Im Alexianer-Krankenhaus gibt es zwei Wohngruppen für psychisch Kranke. In der Stadtmitte entsteht derzeit eine Werkstatt für Behinderte.

A. Bischof

Im Alexianer-Krankenhaus gibt es zwei Wohngruppen für psychisch Kranke. In der Stadtmitte entsteht derzeit eine Werkstatt für Behinderte.

Krefeld. Einen großen Werkstattkomplex für psychisch Behinderte errichtet der Alexianer-Wohn- und Betreuungsverband zur Zeit im Areal östlich der Hauptpost am Jungfernweg. In Kürze soll die Eröffnung gefeiert werden. Darauf arbeitet Martina Heinze (44) hin, die jetzt die Leitung des Verbunds übernommen hat. Er umfasst 145Plätze in mehreren Wohngruppen - zwei im Gelände des Alexianer-Krankenhauses, die anderen im Stadtgebiet verteilt, eine auch in Kempen - und rund 100 Plätze für ambulant betreutes Wohnen.

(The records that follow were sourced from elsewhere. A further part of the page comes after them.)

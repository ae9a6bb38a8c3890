//! Remote client
//!
//! [`RemoteStore`] implements both capability traits by shipping each call
//! as a JSON [`Command`] through a [`Transport`]. The transport is whatever
//! carries a request string to an [`Executor`] and brings the response
//! back; [`InProcessTransport`] calls one directly.
//!
//! ## Retries
//!
//! A non-idempotent write is never re-sent: if the transport fails, the
//! write may or may not have landed, and only the caller can decide to
//! issue it again. Idempotent commands are retried on transport failure
//! when the client was built with [`RemoteStore::with_retries`].

use crate::command::{Command, Output};
use crate::executor::Executor;
use crate::wire::Response;
use bookstore_concurrency::{Controller, StrategyController};
use bookstore_core::{Book, BookCopy, BookRating, EditorPick, Isbn, Result, StockRecord, StoreError};
use bookstore_engine::{StockManager, Storefront};
use tracing::{debug, debug_span};

/// Carries one request to the store and returns its response
pub trait Transport: Send + Sync {
    /// Deliver `request` and wait for the answer
    ///
    /// Fails with `Transport` if no answer was obtained.
    fn round_trip(&self, request: String) -> Result<String>;
}

/// Transport that hands requests straight to a local executor
#[derive(Debug)]
pub struct InProcessTransport<C: Controller = StrategyController> {
    executor: Executor<C>,
}

impl<C: Controller> InProcessTransport<C> {
    /// Create a transport over an executor
    pub fn new(executor: Executor<C>) -> Self {
        Self { executor }
    }
}

impl<C: Controller> Transport for InProcessTransport<C> {
    fn round_trip(&self, request: String) -> Result<String> {
        Ok(self.executor.handle_json(&request))
    }
}

/// Store client speaking the JSON command protocol
#[derive(Debug)]
pub struct RemoteStore<T: Transport> {
    transport: T,
    idempotent_retries: u32,
}

impl<T: Transport> RemoteStore<T> {
    /// Create a client that never retries
    pub fn new(transport: T) -> Self {
        Self {
            transport,
            idempotent_retries: 0,
        }
    }

    /// Create a client that re-sends idempotent commands up to `retries`
    /// extra times after a transport failure
    pub fn with_retries(transport: T, retries: u32) -> Self {
        Self {
            transport,
            idempotent_retries: retries,
        }
    }

    /// The underlying transport
    pub fn transport(&self) -> &T {
        &self.transport
    }

    /// Send one command and decode its answer
    pub fn call(&self, command: &Command) -> Result<Output> {
        let _span = debug_span!("remote_call", op = command.name()).entered();
        let request = serde_json::to_string(command).map_err(|err| {
            StoreError::transport(format!("cannot encode {}: {}", command.name(), err))
        })?;

        let retries = if command.is_idempotent() {
            self.idempotent_retries
        } else {
            0
        };
        let mut attempt = 0;
        let response = loop {
            match self.transport.round_trip(request.clone()) {
                Err(e) if e.is_transport() && attempt < retries => {
                    attempt += 1;
                    debug!(attempt, error = %e, "retrying idempotent command");
                }
                other => break other?,
            }
        };

        Response::decode(&response)?.into_result()
    }

    fn call_unit(&self, command: Command) -> Result<()> {
        match self.call(&command)? {
            Output::Unit => Ok(()),
            other => Err(unexpected(&command, &other)),
        }
    }

    fn call_records(&self, command: Command) -> Result<Vec<StockRecord>> {
        match self.call(&command)? {
            Output::StockRecords(records) => Ok(records),
            other => Err(unexpected(&command, &other)),
        }
    }

    fn call_books(&self, command: Command) -> Result<Vec<Book>> {
        match self.call(&command)? {
            Output::Books(books) => Ok(books),
            other => Err(unexpected(&command, &other)),
        }
    }
}

fn unexpected(command: &Command, output: &Output) -> StoreError {
    StoreError::transport(format!(
        "unexpected output for {}: {:?}",
        command.name(),
        output
    ))
}

impl<T: Transport> StockManager for RemoteStore<T> {
    fn add_books(&self, books: Vec<StockRecord>) -> Result<()> {
        self.call_unit(Command::AddBooks { books })
    }

    fn add_copies(&self, copies: &[BookCopy]) -> Result<()> {
        self.call_unit(Command::AddCopies {
            copies: copies.to_vec(),
        })
    }

    fn get_books(&self) -> Result<Vec<StockRecord>> {
        self.call_records(Command::GetBooks)
    }

    fn get_books_by_isbn(&self, isbns: &[Isbn]) -> Result<Vec<StockRecord>> {
        self.call_records(Command::GetBooksByIsbn {
            isbns: isbns.to_vec(),
        })
    }

    fn update_editor_picks(&self, picks: &[EditorPick]) -> Result<()> {
        self.call_unit(Command::UpdateEditorPicks {
            picks: picks.to_vec(),
        })
    }

    fn get_books_in_demand(&self) -> Result<Vec<StockRecord>> {
        self.call_records(Command::GetBooksInDemand)
    }

    fn remove_all_books(&self) -> Result<usize> {
        let command = Command::RemoveAllBooks;
        match self.call(&command)? {
            Output::Count(removed) => Ok(removed),
            other => Err(unexpected(&command, &other)),
        }
    }
}

impl<T: Transport> Storefront for RemoteStore<T> {
    fn buy_books(&self, copies: &[BookCopy]) -> Result<()> {
        self.call_unit(Command::BuyBooks {
            copies: copies.to_vec(),
        })
    }

    fn get_books(&self, isbns: &[Isbn]) -> Result<Vec<Book>> {
        self.call_books(Command::GetStorefrontBooks {
            isbns: isbns.to_vec(),
        })
    }

    fn get_editor_picks(&self, count: usize) -> Result<Vec<Book>> {
        self.call_books(Command::GetEditorPicks { count })
    }

    fn rate_books(&self, ratings: &[BookRating]) -> Result<()> {
        self.call_unit(Command::RateBooks {
            ratings: ratings.to_vec(),
        })
    }

    fn get_top_rated_books(&self, count: usize) -> Result<Vec<Book>> {
        self.call_books(Command::GetTopRatedBooks { count })
    }
}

In der Stadtmitte entstehen eine Schreinerei, eine Druckerei, ein Kreativbereich sowie eine Begegnungsstätte mit Café, das auch für Nichtbehinderte offen ist. Martina Heinze: "Wir freuen uns auf eine rege Kontaktaufnahme und Gespräche."

Die Behinderten sollen ein möglichst selbständiges Leben führen

In einem geschützten Werkstattbereich in ihrer Heimatstadt Bonn hat sie zuletzt Erfahrungen gesammelt. Vorher war die studierte Diplom-Pädagogin in der psychischen Erwachsenenbetreuung in Marsberg im Sauerland tätig und hat das Herausführen von Patienten aus der Stationstherapie in Wohngruppen mitgestaltet. Dann hat sie an verschiedenen Stellen zwischen Arnsberg und Köln bei der Behinderten-Hilfsorganisation "Lebenshilfe" gearbeitet.

Neben der Koordination der Wohngruppen und der Betreuung der Menschen in ihrem häuslichen Umfeld ist Martina Heinze vor allem am Aufbau der so genannten Tagesstruktur gelegen, um psychisch Behinderten unterschiedliche Arbeits- und Kreativangebote zu machen. Aus ihren bisherigen Erfahrungen weiß sie, wie wichtig es für Menschen mit psychischen Behinderungen ist, ein möglichst selbständiges Leben zu führen: "Dazu gehören das Wohnen ebenso wie ein geregelter Tagesablauf mit Arbeitsangeboten, Freizeiten und Kontakten." Das ist genau die Richtung der Alexianer-Bruderschaft. Geschäftsführer Michael Wilke: "Die Betreuung psychisch Kranker ist die Kernkompetenz der Alexianer-Häuser."

Die Zahl der jungen Patienten nehme deutlich zu, hat Martina Heinze festgestellt. Die Gründe sind vielschichtig, liegen unter anderem im Suchtverhalten. Die betroffenen Menschen will sie über die Wohngruppen wieder in die Gesellschaft zurückführen.